Work instructions
Reproduce only what lies between the first line of the material below and the line containing "usize, n_gamma: usize", with both of those lines included and every line kept exact.

+++

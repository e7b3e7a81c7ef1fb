//! Normal-Gamma prior over a Gaussian with diagonal precision
#[cfg(feature = "serde1")]
use serde::{Deserialize, Serialize};

use crate::consts::HALF_LN_2PI;
use crate::dist::{
    DiagonalStudentT, Gamma, GammaError, GaussianWithDiagonalPrecision,
};
use crate::error::Error;
use crate::impl_display;
use crate::stats::impl_statistics;
use crate::traits::*;
use nalgebra::DVector;
use rand::Rng;
use std::fmt;

/// Independent Normal-Gamma priors, one per dimension:
///
/// λ<sub>i</sub> ~ Gamma(α<sub>i</sub>, β<sub>i</sub>),
/// μ<sub>i</sub> | λ<sub>i</sub> ~ N(m<sub>i</sub>, (κ<sub>i</sub>λ<sub>i</sub>)⁻¹)
///
/// This is the conjugate prior of
/// [`GaussianWithDiagonalPrecision`](crate::dist::GaussianWithDiagonalPrecision).
#[derive(Debug, Clone, PartialEq)]
#[cfg_attr(feature = "serde1", derive(Serialize, Deserialize))]
#[cfg_attr(feature = "serde1", serde(try_from = "NormalGammaParameters"))]
#[cfg_attr(feature = "serde1", serde(into = "NormalGammaParameters"))]
pub struct NormalGamma {
    mu: DVector<f64>,
    kappas: DVector<f64>,
    gamma: Gamma,
}

#[derive(Debug, Clone, PartialEq)]
#[cfg_attr(feature = "serde1", derive(Serialize, Deserialize))]
#[cfg_attr(feature = "serde1", serde(rename_all = "snake_case"))]
pub struct NormalGammaParameters {
    pub mu: DVector<f64>,
    pub kappas: DVector<f64>,
    pub alphas: DVector<f64>,
    pub betas: DVector<f64>,
}

#[derive(Debug, Clone, PartialEq)]
#[cfg_attr(feature = "serde1", derive(Serialize, Deserialize))]
#[cfg_attr(feature = "serde1", serde(rename_all = "snake_case"))]
pub enum NormalGammaError {
    /// The mean has a non-finite entry
    MuNotFinite,
    /// μ, κ and the Gamma factor have different lengths
    DimensionMismatch { n_mu: usize, n_kappas: usize, n_gamma: usize },
    /// A κ is non-positive or non-finite
    KappaTooLow { ix: usize, kappa: f64 },
    /// The Gamma factor is invalid
    Gamma(GammaError),
}

impl From<GammaError> for NormalGammaError {
    fn from(err: GammaError) -> Self {
        NormalGammaError::Gamma(err)
    }
}

/// | slot     | statistic | natural parameter |
/// |----------|-----------|-------------------|
/// | `mu`     | λμ        | κm                |
/// | `kappas` | −½λμ²     | κ                 |
/// | `alphas` | ½ ln λ    | 2α − 1            |
/// | `betas`  | −½λ       | 2β + κm²          |
#[derive(Debug, Clone, PartialEq)]
pub struct NormalGammaStat {
    pub mu: DVector<f64>,
    pub kappas: DVector<f64>,
    pub alphas: DVector<f64>,
    pub betas: DVector<f64>,
}

impl_statistics!(NormalGammaStat { mu, kappas, alphas, betas });

impl NormalGamma {
    pub fn new(
        mu: DVector<f64>,
        kappas: DVector<f64>,
        alphas: DVector<f64>,
        betas: DVector<f64>,
    ) -> Result<Self, NormalGammaError> {
        let gamma = Gamma::new(alphas, betas)?;
        if mu.len() != kappas.len() || mu.len() != gamma.ndims() {
            return Err(NormalGammaError::DimensionMismatch {
                n_mu: mu.len(),
                n_kappas: kappas.len(),
                n_gamma: gamma.ndims(),
            });
        }
        if mu.iter().any(|x| !x.is_finite()) {
            return Err(NormalGammaError::MuNotFinite);
        }
        if let Some((ix, &kappa)) = kappas
            .iter()
            .enumerate()
            .find(|&(_, &k)| k <= 0.0 || !k.is_finite())
        {
            return Err(NormalGammaError::KappaTooLow { ix, kappa });
        }
        Ok(NormalGamma { mu, kappas, gamma })
    }

    #[inline]
    pub fn ndims(&self) -> usize {
        self.mu.len()
    }

    #[inline]
    pub fn mu(&self) -> &DVector<f64> {
        &self.mu
    }

    #[inline]
    pub fn kappas(&self) -> &DVector<f64> {
        &self.kappas
    }

    #[inline]
    pub fn alphas(&self) -> &DVector<f64> {
        self.gamma.alphas()
    }

    #[inline]
    pub fn betas(&self) -> &DVector<f64> {
        self.gamma.betas()
    }

    /// The marginal Gamma over the precisions
    #[inline]
    pub fn gamma(&self) -> &Gamma {
        &self.gamma
    }
}

impl Parameterized for NormalGamma {
    type Parameters = NormalGammaParameters;
    type ParameterError = NormalGammaError;

    fn emit_params(&self) -> Self::Parameters {
        NormalGammaParameters {
            mu: self.mu.clone(),
            kappas: self.kappas.clone(),
            alphas: self.alphas().clone(),
            betas: self.betas().clone(),
        }
    }

    fn from_params(params: Self::Parameters) -> Result<Self, NormalGammaError> {
        NormalGamma::new(params.mu, params.kappas, params.alphas, params.betas)
    }
}

impl TryFrom<NormalGammaParameters> for NormalGamma {
    type Error = NormalGammaError;

    fn try_from(params: NormalGammaParameters) -> Result<Self, Self::Error> {
        NormalGamma::from_params(params)
    }
}

impl From<NormalGamma> for NormalGammaParameters {
    fn from(ng: NormalGamma) -> Self {
        ng.emit_params()
    }
}

impl From<&NormalGamma> for String {
    fn from(ng: &NormalGamma) -> String {
        format!("NG({}; μ: {:?})", ng.ndims(), ng.mu.as_slice())
    }
}

impl_display!(NormalGamma);

impl ExponentialFamily for NormalGamma {
    type Stat = NormalGammaStat;
    type Error = NormalGammaError;

    fn to_natural(&self) -> NormalGammaStat {
        let kmu = self.kappas.component_mul(&self.mu);
        NormalGammaStat {
            betas: self.betas() * 2.0 + kmu.component_mul(&self.mu),
            mu: kmu,
            kappas: self.kappas.clone(),
            alphas: self.alphas().map(|a| 2.0 * a - 1.0),
        }
    }

    fn from_natural(&self, nat: &NormalGammaStat) -> Result<Self, NormalGammaError> {
        let mu = nat.mu.component_div(&nat.kappas);
        let alphas = nat.alphas.map(|a| 0.5 * (a + 1.0));
        let betas = (&nat.betas - nat.kappas.component_mul(&mu).component_mul(&mu)) * 0.5;
        NormalGamma::new(mu, nat.kappas.clone(), alphas, betas)
    }

    fn log_partition(&self) -> f64 {
        -0.5 * self.kappas.iter().map(|k| k.ln()).sum::<f64>()
            + self.gamma.log_partition()
    }

    fn log_base(&self) -> f64 {
        -HALF_LN_2PI * self.ndims() as f64
    }

    fn expected_statistics(&self) -> NormalGammaStat {
        let e_lmbda = self.gamma.expected_lmbdas();
        let e_ln_lmbda = self.gamma.expected_ln_lmbdas();
        NormalGammaStat {
            mu: e_lmbda.component_mul(&self.mu),
            kappas: DVector::from_fn(self.ndims(), |i, _| {
                -0.5 * (1.0 / self.kappas[i] + self.mu[i] * self.mu[i] * e_lmbda[i])
            }),
            alphas: e_ln_lmbda * 0.5,
            betas: e_lmbda * -0.5,
        }
    }
}

impl ConjugatePrior for NormalGamma {
    type Datum = DVector<f64>;
    type Likelihood = GaussianWithDiagonalPrecision;
}

impl ConjugateModel for NormalGamma {
    fn empty_suffstat(&self) -> NormalGammaStat {
        let d = self.ndims();
        NormalGammaStat {
            mu: DVector::zeros(d),
            kappas: DVector::zeros(d),
            alphas: DVector::zeros(d),
            betas: DVector::zeros(d),
        }
    }

    /// [x, 1, 1, x∘x]
    fn observe(&self, stat: &mut NormalGammaStat, x: &DVector<f64>, weight: f64) {
        stat.mu.axpy(weight, x, 1.0);
        stat.kappas.add_scalar_mut(weight);
        stat.alphas.add_scalar_mut(weight);
        stat.betas.axpy(weight, &x.component_mul(x), 1.0);
    }

    fn likelihood_log_base(&self) -> f64 {
        -HALF_LN_2PI * self.ndims() as f64
    }

    fn expected_log_likelihood(&self, xs: &[DVector<f64>]) -> Vec<f64> {
        let e_lmbda = self.gamma.expected_lmbdas();
        let c: f64 = self
            .gamma
            .expected_ln_lmbdas()
            .iter()
            .zip(self.kappas.iter())
            .map(|(e_ln, k)| 0.5 * e_ln - HALF_LN_2PI - 0.5 / k)
            .sum();
        xs.iter()
            .map(|x| {
                c - 0.5
                    * x.iter()
                        .zip(self.mu.iter())
                        .zip(e_lmbda.iter())
                        .map(|((xi, m), l)| l * (xi - m) * (xi - m))
                        .sum::<f64>()
            })
            .collect()
    }

    fn check_datum(&self, x: &DVector<f64>) -> Result<(), Error> {
        if x.len() == self.ndims() {
            Ok(())
        } else {
            Err(Error::DimensionMismatch {
                what: "Gaussian observation",
                expected: self.ndims(),
                found: x.len(),
            })
        }
    }
}

impl BasisPredictive for NormalGamma {
    type Predictive = DiagonalStudentT;

    /// t<sub>2α</sub>(m, β(κ + 1)/(ακ)) per dimension
    fn posterior_predictive(&self) -> Result<DiagonalStudentT, Error> {
        let alphas = self.alphas();
        let betas = self.betas();
        let scales = DVector::from_fn(self.ndims(), |i, _| {
            let k = self.kappas[i];
            betas[i] * (k + 1.0) / (alphas[i] * k)
        });
        Ok(DiagonalStudentT::new(alphas * 2.0, self.mu.clone(), scales)?)
    }
}

impl HasDensity<GaussianWithDiagonalPrecision> for NormalGamma {
    fn ln_f(&self, g: &GaussianWithDiagonalPrecision) -> f64 {
        let lmbdas = g.lmbdas();
        let ln_gamma = self.gamma.ln_f(lmbdas);
        let ln_normals: f64 = (0..self.ndims())
            .map(|i| {
                let prec = self.kappas[i] * lmbdas[i];
                let z = g.mu()[i] - self.mu[i];
                0.5 * prec.ln() - HALF_LN_2PI - 0.5 * prec * z * z
            })
            .sum();
        ln_gamma + ln_normals
    }
}

impl Sampleable<GaussianWithDiagonalPrecision> for NormalGamma {
    fn draw<R: Rng>(&self, rng: &mut R) -> GaussianWithDiagonalPrecision {
        let lmbdas: DVector<f64> = self.gamma.draw(rng);
        let mu = GaussianWithDiagonalPrecision::new_unchecked(
            self.mu.clone(),
            self.kappas.component_mul(&lmbdas),
        )
        .draw(rng);
        GaussianWithDiagonalPrecision::new_unchecked(mu, lmbdas)
    }
}

impl Mean<GaussianWithDiagonalPrecision> for NormalGamma {
    fn mean(&self) -> Option<GaussianWithDiagonalPrecision> {
        GaussianWithDiagonalPrecision::new(
            self.mu.clone(),
            self.gamma.expected_lmbdas(),
        )
        .ok()
    }
}

impl std::error::Error for NormalGammaError {}

impl fmt::Display for NormalGammaError {
    fn fmt(&self, f: &mut fmt::Formatter<'_>) -> fmt::Result {
        match self {
            Self::MuNotFinite => write!(f, "non-finite entry in mu"),
            Self::DimensionMismatch {
                n_mu,
                n_kappas,
                n_gamma,
            } => write!(
                f,
                "dimensions disagree: {} means, {} kappas, {} precisions",
                n_mu, n_kappas, n_gamma
            ),
            Self::KappaTooLow { ix, kappa } => write!(
                f,
                "kappa at index {} must be positive and finite, got {}",
                ix, kappa
            ),
            Self::Gamma(err) => write!(f, "{}", err),
        }
    }
}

+++

Response to this task
repository e7b3e7a81c7ef1fb
//! Normal-Gamma prior over a Gaussian with diagonal precision
#[cfg(feature = "serde1")]
use serde::{Deserialize, Serialize};

use crate::consts::HALF_LN_2PI;
use crate::dist::{
    DiagonalStudentT, Gamma, GammaError, GaussianWithDiagonalPrecision,
};
use crate::error::Error;
use crate::impl_display;
use crate::stats::impl_statistics;
use crate::traits::*;
use nalgebra::DVector;
use rand::Rng;
use std::fmt;

/// Independent Normal-Gamma priors, one per dimension:
///
/// λ<sub>i</sub> ~ Gamma(α<sub>i</sub>, β<sub>i</sub>),
/// μ<sub>i</sub> | λ<sub>i</sub> ~ N(m<sub>i</sub>, (κ<sub>i</sub>λ<sub>i</sub>)⁻¹)
///
/// This is the conjugate prior of
/// [`GaussianWithDiagonalPrecision`](crate::dist::GaussianWithDiagonalPrecision).
#[derive(Debug, Clone, PartialEq)]
#[cfg_attr(feature = "serde1", derive(Serialize, Deserialize))]
#[cfg_attr(feature = "serde1", serde(try_from = "NormalGammaParameters"))]
#[cfg_attr(feature = "serde1", serde(into = "NormalGammaParameters"))]
pub struct NormalGamma {
    mu: DVector<f64>,
    kappas: DVector<f64>,
    gamma: Gamma,
}

#[derive(Debug, Clone, PartialEq)]
#[cfg_attr(feature = "serde1", derive(Serialize, Deserialize))]
#[cfg_attr(feature = "serde1", serde(rename_all = "snake_case"))]
pub struct NormalGammaParameters {
    pub mu: DVector<f64>,
    pub kappas: DVector<f64>,
    pub alphas: DVector<f64>,
    pub betas: DVector<f64>,
}

#[derive(Debug, Clone, PartialEq)]
#[cfg_attr(feature = "serde1", derive(Serialize, Deserialize))]
#[cfg_attr(feature = "serde1", serde(rename_all = "snake_case"))]
pub enum NormalGammaError {
    /// The mean has a non-finite entry
    MuNotFinite,
    /// μ, κ and the Gamma factor have different lengths
    DimensionMismatch { n_mu: usize, n_kappas: usize, n_gamma: usize },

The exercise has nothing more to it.